### Let's look into these comments and see if we can identify certain topics from it? 


In [14]:
import pandas as pd
pd.set_option('display.max_colwidth',1000)
import numpy as np
import matplotlib.pyplot as plt

#NLP plugins required
from sklearn.feature_extraction.text import TfidfVectorizer
from nltk.stem.snowball import SnowballStemmer
from nltk.corpus import stopwords 


#Topic Modeling 
from sklearn.decomposition import NMF


In [13]:
df = pd.read_csv('nyt_comments.csv', index_col = 0)
df.head(3)

Unnamed: 0,index,commentID,userDisplayName,userLocation,commentBody,recommendations,replyCount,replies,editorsSelection,recommendedFlag,isAnonymous
0,0,107400406,Peter,New York,"Identity politics brings out the worst in people. Whether it is Amy Cooper, Jussie Smollett, riots where people attacks innocents to prove another point, all it shows is that the accusers are flawed, that victimhood is a very problematic position, fraught with unfair aggression. How quickly victims turn to perpetrators today is probably due to how the position is celebrated in media. No wonder. Victimhood allows you to spit in the face of others without consequences - it is the most entitled and privileged position there is today. What happens to a society when it only celebrates weakness? It is the beginning of the end. The downfall of true morality and individual happiness and trust. Because you cannot trust the person who solves life by accusing, not through overcoming and giving.
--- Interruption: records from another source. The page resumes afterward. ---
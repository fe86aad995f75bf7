pub mod health;

use axum::{
    routing::{get, post},
    Router,
};

use crate::catalog::handlers as catalog;
use crate::equations::handlers as equations;
use crate::state::AppState;
use crate::summary::handlers as summary;

pub fn build_router(state: AppState) -> Router {
    Router::new()
        .route("/health", get(health::health_handler))
        // Catalog API
        .route("/api/v1/records/batch", post(catalog::handle_fetch_batch))
        .route("/api/v1/records/summarize", post(summary::handle_summarize))
        .route("/api/v1/records/:id", get(catalog::handle_get_record))
        .route(
            "/api/v1/queries/:query_id/ids",
            get(catalog::handle_query_ids),
        )
        // Equation API
        .route("/api/v1/equations/evaluate", post(equations::handle_evaluate))
        .route("/api/v1/equations/extract", post(equations::handle_extract))
        .with_state(state)
}

#[cfg(test)]
mod tests {
    use super::*;
    use std::sync::Arc;

    use async_trait::async_trait;
    use axum::{
        body::{to_bytes, Body},
        http::{Request, StatusCode},
    };
    use serde_json::{json, Value};
    use tower::ServiceExt;

    use crate::catalog::models::Batch;
    use crate::catalog::{CatalogTransport, FetchError, RecordFetcher, RetryPolicy};
    use crate::config::Config;
    use crate::equations::models::{EquationRow, EvaluationResult};
    use crate::equations::review::EquationReviewer;
    use crate::llm_client::LlmError;
    use crate::summary::Summarizer;

    /// Records `1`..`9` exist; `secret` is forbidden; saved query `Q1`
    /// matches records 1 and 2.
    struct StubTransport;

    #[async_trait]
    impl CatalogTransport for StubTransport {
        async fn get_json(&self, path: &str, query: &[(&str, String)]) -> Result<Value, FetchError> {
            match path {
                "query/execution/Q1" if query.is_empty() => Ok(json!({"total": 2})),
                "query/execution/Q1" => Ok(json!({"total": 2, "data": [{"id": 1}, {"id": "2"}]})),
                "query/execution/EMPTY" => Ok(json!({"total": 0})),
                "article/secret" => Err(FetchError::AuthFailure { status: 403 }),
                p => {
                    let id = p.trim_start_matches("article/");
                    if id.len() == 1 && id.chars().all(|c| c.is_ascii_digit()) && id != "0" {
                        Ok(json!({"data": [{"id": id, "title": format!("record {id}")}]}))
                    } else {
                        Ok(json!({"data": []}))
                    }
                }
            }
        }
    }

    struct EchoSummarizer;

    #[async_trait]
    impl Summarizer for EchoSummarizer {
        async fn summarize(&self, batch: &Batch) -> Result<String, LlmError> {
            Ok(format!("{} records", batch.records.len()))
        }
    }

    /// Always answers `0x3`.
    struct FixedReviewer;

    #[async_trait]
    impl EquationReviewer for FixedReviewer {
        async fn review(
            &self,
            _row: &EquationRow,
            _result: &EvaluationResult,
        ) -> Result<String, LlmError> {
            Ok("0x3".to_string())
        }
    }

    fn app() -> Router {
        let config = Config::from_source(|k| match k {
            "CATALOG_BASE_URL" => Some("http://catalog.invalid".to_string()),
            "FETCH_BATCH_SIZE" => Some("2".to_string()),
            _ => None,
        })
        .unwrap();
        build_router(AppState {
            fetcher: Arc::new(RecordFetcher::new(
                Arc::new(StubTransport),
                RetryPolicy::default(),
            )),
            summarizer: Arc::new(EchoSummarizer),
            reviewer: Arc::new(FixedReviewer),
            config,
        })
    }

    async fn send(request: Request<Body>) -> (StatusCode, Value) {
        let response = app().oneshot(request).await.unwrap();
        let status = response.status();
        let bytes = to_bytes(response.into_body(), 1024 * 1024).await.unwrap();
        (status, serde_json::from_slice(&bytes).unwrap())
    }

    async fn get_uri(uri: &str) -> (StatusCode, Value) {
        send(Request::builder().uri(uri).body(Body::empty()).unwrap()).await
    }

    async fn post_json(uri: &str, body: Value) -> (StatusCode, Value) {
        send(
            Request::builder()
                .uri(uri)
                .method("POST")
                .header("content-type", "application/json")
                .body(Body::from(body.to_string()))
                .unwrap(),
        )
        .await
    }

    #[tokio::test]
    async fn test_health() {
        let (status, body) = get_uri("/health").await;
        assert_eq!(status, StatusCode::OK);
        assert_eq!(body["service"], "valassist");
    }

    #[tokio::test]
    async fn test_get_record() {
        let (status, body) = get_uri("/api/v1/records/7?fields=title").await;
        assert_eq!(status, StatusCode::OK);
        assert_eq!(body["id"], "7");
        assert_eq!(body["title"], "record 7");
    }

    #[tokio::test]
    async fn test_missing_record_is_404() {
        let (status, body) = get_uri("/api/v1/records/404").await;
        assert_eq!(status, StatusCode::NOT_FOUND);
        assert_eq!(body["error"]["code"], "NOT_FOUND");
    }

    #[tokio::test]
    async fn test_auth_failure_is_bad_gateway() {
        let (status, body) = get_uri("/api/v1/records/secret").await;
        assert_eq!(status, StatusCode::BAD_GATEWAY);
        assert_eq!(body["error"]["code"], "UPSTREAM_AUTH");
    }

    #[tokio::test]
    async fn test_record_id_cannot_reach_other_endpoints() {
        let (status, body) = get_uri("/api/v1/records/..%2Fquery%2Fexecution%2F5").await;
        assert_eq!(status, StatusCode::BAD_REQUEST);
        assert_eq!(body["error"]["code"], "VALIDATION_ERROR");
    }

    #[tokio::test]
    async fn test_batch_is_best_effort() {
        let (status, body) = post_json(
            "/api/v1/records/batch",
            json!({"ids": ["1", "2", "missing", "4", "5"]}),
        )
        .await;
        assert_eq!(status, StatusCode::OK);
        assert_eq!(body["summary"]["batches"], 3);
        assert_eq!(body["summary"]["fetched"], 4);
        assert_eq!(body["summary"]["failed"], 1);
        assert_eq!(body["batches"][1]["failures"][0]["id"], "missing");
        assert_eq!(body["exported"], json!([]));
    }

    #[tokio::test]
    async fn test_batch_rejects_empty_ids() {
        let (status, body) = post_json("/api/v1/records/batch", json!({"ids": []})).await;
        assert_eq!(status, StatusCode::BAD_REQUEST);
        assert_eq!(body["error"]["code"], "VALIDATION_ERROR");
    }

    #[tokio::test]
    async fn test_export_without_directory_is_rejected() {
        let (status, _) = post_json(
            "/api/v1/records/batch",
            json!({"ids": ["1"], "export": true}),
        )
        .await;
        assert_eq!(status, StatusCode::BAD_REQUEST);
    }

    #[tokio::test]
    async fn test_query_ids() {
        let (status, body) = get_uri("/api/v1/queries/Q1/ids").await;
        assert_eq!(status, StatusCode::OK);
        assert_eq!(body["ids"], json!(["1", "2"]));
        assert_eq!(body["count"], 2);

        let (_, body) = get_uri("/api/v1/queries/EMPTY/ids").await;
        assert_eq!(body["count"], 0);
    }

    #[tokio::test]
    async fn test_summarize() {
        let (status, body) = post_json(
            "/api/v1/records/summarize",
            json!({"ids": ["1", "2", "3"], "batch_size": 2}),
        )
        .await;
        assert_eq!(status, StatusCode::OK);
        assert_eq!(body["fetch"]["fetched"], 3);
        assert_eq!(body["summaries"][0]["outcome"]["status"], "summarized");
        assert_eq!(body["summaries"][0]["outcome"]["text"], "2 records");
        assert_eq!(body["summaries"][1]["outcome"]["text"], "1 records");
    }

    #[tokio::test]
    async fn test_evaluate_equations() {
        let (status, body) = post_json(
            "/api/v1/equations/evaluate",
            json!({
                "rows": [
                    {
                        "target_name": "dmfc",
                        "equation": "dec2hex(Max(lineItem.MCR_FREQ.Value,lineItem.SSTPP4_DDR_FREQ.Value)/200)",
                        "reported_value": "0x2"
                    },
                    {"target_name": "broken", "equation": "(1 +", "reported_value": "1"}
                ],
                "attributes": {"MCR_FREQ": 200, "SSTPP4_DDR_FREQ": "400"}
            }),
        )
        .await;
        assert_eq!(status, StatusCode::OK);
        assert_eq!(body["results"][0]["calculated_value"], "2");
        assert_eq!(body["results"][0]["matches_reported"], true);
        assert_eq!(body["results"][1]["status"], "Error");
        assert_eq!(body["summary"]["total_rows"], 2);
        assert_eq!(body["summary"]["errors"], 1);
        assert!(body.get("reviews").is_none());
    }

    #[tokio::test]
    async fn test_evaluate_with_review() {
        let (status, body) = post_json(
            "/api/v1/equations/evaluate",
            json!({
                "rows": [
                    {"target_name": "fine", "equation": "1 + 2", "reported_value": "3"},
                    {"target_name": "broken", "equation": "(1 +", "reported_value": "2'h3"}
                ],
                "review": true
            }),
        )
        .await;
        assert_eq!(status, StatusCode::OK);
        assert_eq!(body["results"][1]["status"], "Error");
        let reviews = body["reviews"].as_array().unwrap();
        assert_eq!(reviews.len(), 1);
        assert_eq!(reviews[0]["row"], 1);
        assert_eq!(reviews[0]["target_name"], "broken");
        assert_eq!(reviews[0]["outcome"]["status"], "reviewed");
        assert_eq!(reviews[0]["outcome"]["value"], "0x3");
        assert_eq!(reviews[0]["outcome"]["matches_reported"], true);
    }

    #[tokio::test]
    async fn test_evaluate_isolates_overly_nested_row() {
        let deep = format!("{}1{}", "(".repeat(3000), ")".repeat(3000));
        let (status, body) = post_json(
            "/api/v1/equations/evaluate",
            json!({
                "rows": [
                    {"target_name": "deep", "equation": deep, "reported_value": "1"},
                    {"target_name": "after", "equation": "2 * 2", "reported_value": "4"}
                ]
            }),
        )
        .await;
        assert_eq!(status, StatusCode::OK);
        assert_eq!(body["results"][0]["status"], "Error");
        assert_eq!(body["results"][1]["matches_reported"], true);
    }

    #[tokio::test]
    async fn test_extract_and_evaluate() {
        let rule_text = r#"
            Fuses.Direct.Pcu.CORE_COUNT.FuseSetValue = lineItem.CORES.Value > 16 ? 0x3 : 0x1;
            LIRAMappingWrapper(lineItem.SKU.Value, Fuses.Direct.Pcu.SKU_MODE, new Dictionary<string, string> { { "HEDT", "1'h1" }, { "STANDARD", "1'h0" } });
        "#;
        let (status, body) = post_json(
            "/api/v1/equations/extract",
            json!({
                "rule_text": rule_text,
                "reported": {"core_count": "0x3", "SKU_MODE": "0x0"},
                "attributes": {"collections": [{"attributes": [
                    {"attributeName": "CORES", "attributeValue": 24},
                    {"attributeName": "SKU", "attributeValue": "standard"}
                ]}]}
            }),
        )
        .await;
        assert_eq!(status, StatusCode::OK);
        assert_eq!(body["equations"].as_array().unwrap().len(), 2);
        let results = &body["evaluation"]["results"];
        assert_eq!(results[0]["target_name"], "core_count");
        assert_eq!(results[0]["matches_reported"], true);
        assert_eq!(results[1]["target_name"], "sku_mode");
        assert_eq!(results[1]["calculated_value"], "0");
        assert_eq!(results[1]["matches_reported"], true);
        assert_eq!(body["evaluation"]["summary"]["matches"], 2);
    }

    #[tokio::test]
    async fn test_extract_rejects_blank_rules() {
        let (status, _) = post_json("/api/v1/equations/extract", json!({"rule_text": " "})).await;
        assert_eq!(status, StatusCode::BAD_REQUEST);
    }
}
People of color are becoming incredibly racist in the USA. I have read books about race presented with such bias that they made me imagine that this is how Mein Kampf was written, Hitler’s statement of...",0,0,[],False,0,False
1,1,107400445,AACNY,New York,"Not so ""peaceful"" in the Bronx last night.",1,0,[],False,0,False
2,2,107400536,karen,florida,I was awaiting a huge bolt of lightening to explode over Trump while he was mishandling the Bible.,2,0,[],False,0,False


Since we're only doing topic modeling, we only just need the text column. In this case it's the commentBody.

In [15]:
stop_words = stopwords.words('english')
def tokenizer(text):
    '''
    Simple tokenizer:
    1.) Removes stopwords
    2.) Use Snowball stemmer
    '''
    
    #Split each word up in text, which is a long string of words. 
    #These words are called tokens
    
    list_of_tokens = text.split(' ')
    
    #Let us use a stemmer
    stemmer = SnowballStemmer()
    
    #list of cleaned_tokens
    cleaned_tokens = []

    #Remove Stopwords
    for token in list_of_tokens:
        if (not token in stop_words):
            # Stemm words
            token_stemmed = stemmer.stem(token)
                
            cleaned_tokens.append(token_stemmed)
            
    return cleaned_tokens


In [16]:
#Instatiate TFIDF model
tfidf = TfidfVectorizer(tokenizer = tokenizer, 
                           min_df = 25, 
                           ngram_range = (1,3), 
                           lowercase = True)

In [21]:
matrix = tfidf.fit_transform(df.commentBody)

In [26]:
matrix_df = pd.DataFrame(matrix.toarray(),
                        columns = tfidf.get_feature_names())

In [33]:
#Topic Modeling

NMF_model = NMF(n_components = 20)
NMF_model.fit(matrix)

NMF(alpha=0.0, beta_loss='frobenius', init=None, l1_ratio=0.0, max_iter=200,
    n_components=20, random_state=None, shuffle=False, solver='cd', tol=0.0001,
    verbose=0)

In [34]:
n_words = 20
token_names = tfidf.get_feature_names()
topic_list = []
for topic_num, topic in enumerate(NMF_model.components_):
    top_tokens = [token_names[i] for i in topic.argsort()][::-1][:n_words]
    top_n = ' '.join(top_tokens)
    topic_list.append(f"topic_{'_'.join(top_tokens[:3])}") 
    
    print(f'Topic {topic_num}: {top_n}')

Topic 0:     trump countri want back march night care sure last senat that country. gop said take seem tri anyon
Topic 1: america great - come much republican carri civil know he power novemb world democraci help countri think war speak said
Topic 2: trump donald want donald trump support  trump people. realli well vote refus long demonstr let take could bring without year actual
Topic 3: barr trump. trump, author action know wonder clear attorney justic he mr. attorney general park constitut general believ tri two peac
Topic 4: protest peac peac protest gass - could violenc continu clear make looter violent leader loot cover anoth stand lead attack way
Topic 5: bibl hold church hold bibl front front church pose could show burn go look i'm even read gass stand yesterday anyon noth
Topic 6: militari use american us forc citizen unit state turn threaten attack - act shoot unit state power war come govern follow
Topic 7: polic offic polic offic brutal citi violenc cop protect violent forc

In [31]:
print(topic_list)

['topic__ _ trump', 'topic_peopl_get_go', 'topic_trump_america_call', 'topic_barr_order_trump.', 'topic_protest_peac_peac protest', 'topic_bibl_photo_church', 'topic_militari_order_presid', 'topic_polic_offic_polic offic', 'topic_need_donald_start', 'topic_white_gas_tear']